### Task brief
Scan the records below. List lines holding "bool".

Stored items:
┌──

//! Central registry for subagent runs.
//!
//! [`SubagentOrchestrator`] is the single source of truth for every spawned
//! subagent run. Runs form a forest keyed by requester session: a run's
//! `child_session_key` may itself request further runs, to any depth.
//!
//! **Concurrency model:** run records live in a `HashMap` behind
//! `Arc<Mutex<..>>`; the lock is only held for short synchronous sections and
//! never across an `.await`. Spawn admission is serialized per requester
//! session by an async gate held from the cap check until the accepted run is
//! recorded, so concurrent spawns against one parent cannot overshoot the cap.
//!
//! **Cancellation model:** each run holds a [`CancellationToken`] derived from
//! its parent's token (the app run's token, or the parent subagent's).
//! Terminating a run cancels its token, which cascades to anything spawned
//! beneath it.

use std::collections::{HashMap, HashSet, VecDeque};
use std::sync::{Arc, Mutex, MutexGuard, PoisonError};

use tokio_util::sync::CancellationToken;

use super::executor::{SpawnExecutor, SpawnRequest};
use super::state::RunOutcome;
use super::types::{SpawnParams, SpawnResult, SubagentRun, now_ms};

/// Target selector matching every active run under a parent.
pub const TARGET_ALL: &str = "all";

/// Internal entry stored in the registry. Callers only ever see
/// [`SubagentRun`] clones.
struct SubagentEntry {
    run: SubagentRun,
    cancel_token: CancellationToken,
}

#[derive(Default)]
struct Registry {
    entries: HashMap<String, SubagentEntry>,
    /// Run ids in creation order.
    order: Vec<String>,
}

impl Registry {
    /// Run ids of every descendant of `parent`, breadth-first, creation
    /// order within a level. Session cycles are walked once.
    fn descendant_ids(&self, parent: &str) -> Vec<String> {
        let mut out = Vec::new();
        let mut seen: HashSet<&str> = HashSet::from([parent]);
        let mut queue: VecDeque<&str> = VecDeque::from([parent]);

        while let Some(session) = queue.pop_front() {
            for id in &self.order {
                let Some(entry) = self.entries.get(id) else {
                    continue;
                };
                if entry.run.requester_session_key != session {
                    continue;
                }
                out.push(id.clone());
                let child = entry.run.child_session_key.as_str();
                if seen.insert(child) {
                    queue.push_back(child);
                }
            }
        }
        out
    }

    fn count_active(&self, parent: &str) -> usize {
        self.descendant_ids(parent)
            .iter()
            .filter_map(|id| self.entries.get(id))
            .filter(|e| e.run.is_active())
            .count()
    }

    /// End a run if it is still active. Returns whether anything changed.
    fn end(&mut self, id: &str, outcome: RunOutcome, at: i64) -> bool {
        let Some(entry) = self.entries.get_mut(id) else {
            return false;
        };
        if entry.run.ended_at.is_some() {
            return false;
        }
        // A run ended before it started still counts as having run, so its
        // derived state reflects the outcome rather than `queued`.
        if entry.run.started_at.is_none() {
            entry.run.started_at = Some(at);
        }
        entry.run.ended_at = Some(at);
        entry.run.outcome = Some(outcome);
        entry.cancel_token.cancel();
        true
    }

    /// End every active run under `parent`. Returns how many were ended.
    fn terminate_subtree(&mut self, parent: &str, reason: &str, at: i64) -> usize {
        let mut terminated = 0;
        for id in self.descendant_ids(parent) {
            let active = self.entries.get(&id).is_some_and(|e| e.run.is_active());
            if active && self.end(&id, RunOutcome::terminated(reason), at) {
                terminated += 1;
            }
        }
        terminated
    }

    fn find_active(&self, parent: &str, target: &str) -> Vec<SubagentRun> {
        let target = target.trim();
        self.descendant_ids(parent)
            .iter()
            .filter_map(|id| self.entries.get(id))
            .map(|e| &e.run)
            .filter(|run| run.is_active())
            .filter(|run| {
                target == TARGET_ALL
                    || run.run_id == target
                    || run.child_session_key == target
                    || run.label.as_deref() == Some(target)
            })
            .cloned()
            .collect()
    }
}
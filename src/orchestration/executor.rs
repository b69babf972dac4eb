//! The spawn collaborator.
//!
//! The orchestrator decides *whether* a subagent may start; a
//! [`SpawnExecutor`] decides *how*. Executors receive a cancellation token
//! derived from the parent run's token and should observe it cooperatively.

use async_trait::async_trait;
use tokio_util::sync::CancellationToken;
use uuid::Uuid;

use crate::config::DEFAULT_MAIN_AGENT;

/// Everything an executor needs to start one subagent.
#[derive(Clone, Debug)]
pub struct SpawnRequest {
    pub requester_session_key: String,
    pub task: String,
    pub label: Option<String>,
    pub agent_id: Option<String>,
    pub model: Option<String>,
    pub expects_completion_message: bool,
    /// Cancelled when the subagent is terminated or its parent stops.
    pub cancel: CancellationToken,
}

/// Identity of a subagent the executor accepted.
#[derive(Clone, Debug, PartialEq, Eq)]
pub struct SpawnAccepted {
    pub run_id: String,
    pub child_session_key: String,
}

#[async_trait]
pub trait SpawnExecutor: Send + Sync {
    async fn spawn(&self, request: &SpawnRequest) -> anyhow::Result<SpawnAccepted>;
}

/// Agent id embedded in a session key of the form `agent:<id>:...`.
pub fn agent_id_from_session_key(session_key: &str) -> Option<&str> {
    let mut parts = session_key.split(':');
    match (parts.next(), parts.next()) {
        (Some("agent"), Some(id)) if !id.is_empty() => Some(id),
        _ => None,
    }
}

/// Allocates identities for accepted subagents without running anything.
///
/// Execution is left to whoever watches the registry; they report progress
/// back through [`super::manager::SubagentOrchestrator::mark_started`] and
/// [`super::manager::SubagentOrchestrator::mark_ended`].
#[derive(Clone, Debug, Default)]
pub struct DetachedSpawnExecutor;

#[async_trait]
impl SpawnExecutor for DetachedSpawnExecutor {
    async fn spawn(&self, request: &SpawnRequest) -> anyhow::Result<SpawnAccepted> {
        if request.cancel.is_cancelled() {
            anyhow::bail!("parent run was stopped before the subagent could spawn");
        }
        let agent_id = request
            .agent_id
            .as_deref()
            .map(str::trim)
            .filter(|id| !id.is_empty())
            .or_else(|| agent_id_from_session_key(&request.requester_session_key))
            .unwrap_or(DEFAULT_MAIN_AGENT);
        let id = Uuid::new_v4();
        Ok(SpawnAccepted {
            run_id: id.to_string(),
            child_session_key: format!("agent:{agent_id}:subagent:{id}"),
        })
    }
}
//! App-run runtime: the run registry and the sandbox and tool
//! collaborators consulted when a run is created.

pub mod registry;
pub mod run;
pub mod sandbox;
pub mod tools;

pub use registry::{DEFAULT_STOP_REASON, RunRegistry};
pub use run::{AppRun, AppRunState, CreateRunParams};
pub use sandbox::{ProfileSandboxResolver, SandboxContext, SandboxResolver};
pub use tools::{BuiltinToolCatalog, ToolCatalog};
use std::path::{Path, PathBuf};

use serde::Serialize;

use crate::config::{AppConfig, SandboxProfile, WorkspaceMode};

/// Where and how an app run's tools are confined.
#[derive(Debug, Clone, PartialEq, Eq, Serialize)]
#[serde(rename_all = "camelCase")]
pub struct SandboxContext {
    pub profile: SandboxProfile,
    pub workspace_dir: PathBuf,
}

impl SandboxContext {
    /// Whether tools may write inside the workspace.
    pub fn is_writable(&self) -> bool {
        self.profile == SandboxProfile::WorkspaceWrite
    }
}

/// Decides whether a run is sandboxed and where its workspace lives.
pub trait SandboxResolver: Send + Sync {
    fn resolve(
        &self,
        config: &AppConfig,
        session_key: &str,
        workspace_dir: Option<&Path>,
    ) -> Option<SandboxContext>;
}

/// Resolves sandboxes from the `[sandbox]` configuration section.
///
/// Profile `off` means no sandbox. Otherwise the workspace is the explicit
/// directory when one is given, else the configured workspace root (or the
/// app workspace), with a per-session subdirectory in `session` mode.
#[derive(Debug, Clone, Copy, Default)]
pub struct ProfileSandboxResolver;

impl SandboxResolver for ProfileSandboxResolver {
    fn resolve(
        &self,
        config: &AppConfig,
        session_key: &str,
        workspace_dir: Option<&Path>,
    ) -> Option<SandboxContext> {
        let settings = &config.app.sandbox;
        if settings.default_profile == SandboxProfile::Off {
            return None;
        }

        let workspace_dir = match workspace_dir.filter(|p| !p.as_os_str().is_empty()) {
            Some(dir) => dir.to_path_buf(),
            None => {
                let root = settings
                    .workspace_root
                    .clone()
                    .unwrap_or_else(|| config.workspace.clone());
                match settings.workspace_mode {
                    WorkspaceMode::Shared => root,
                    WorkspaceMode::Session => root.join(session_dir_name(session_key)),
                }
            }
        };

        Some(SandboxContext {
            profile: settings.default_profile,
            workspace_dir,
        })
    }
}

/// Filesystem-safe directory name for a session key.
pub fn session_dir_name(session_key: &str) -> String {
    let name: String = session_key
        .trim()
        .chars()
        .map(|c| {
            if c.is_ascii_alphanumeric() || c == '-' || c == '_' || c == '.' {
                c
            } else {
                '_'
            }
        })
        .collect();
    if name.is_empty() || name.chars().all(|c| c == '.') {
        "session".to_string()
    } else {
        name
    }
}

└──

### Your solution
    fn end(&mut self, id: &str, outcome: RunOutcome, at: i64) -> bool {
    pub expects_completion_message: bool,
    pub fn is_writable(&self) -> bool {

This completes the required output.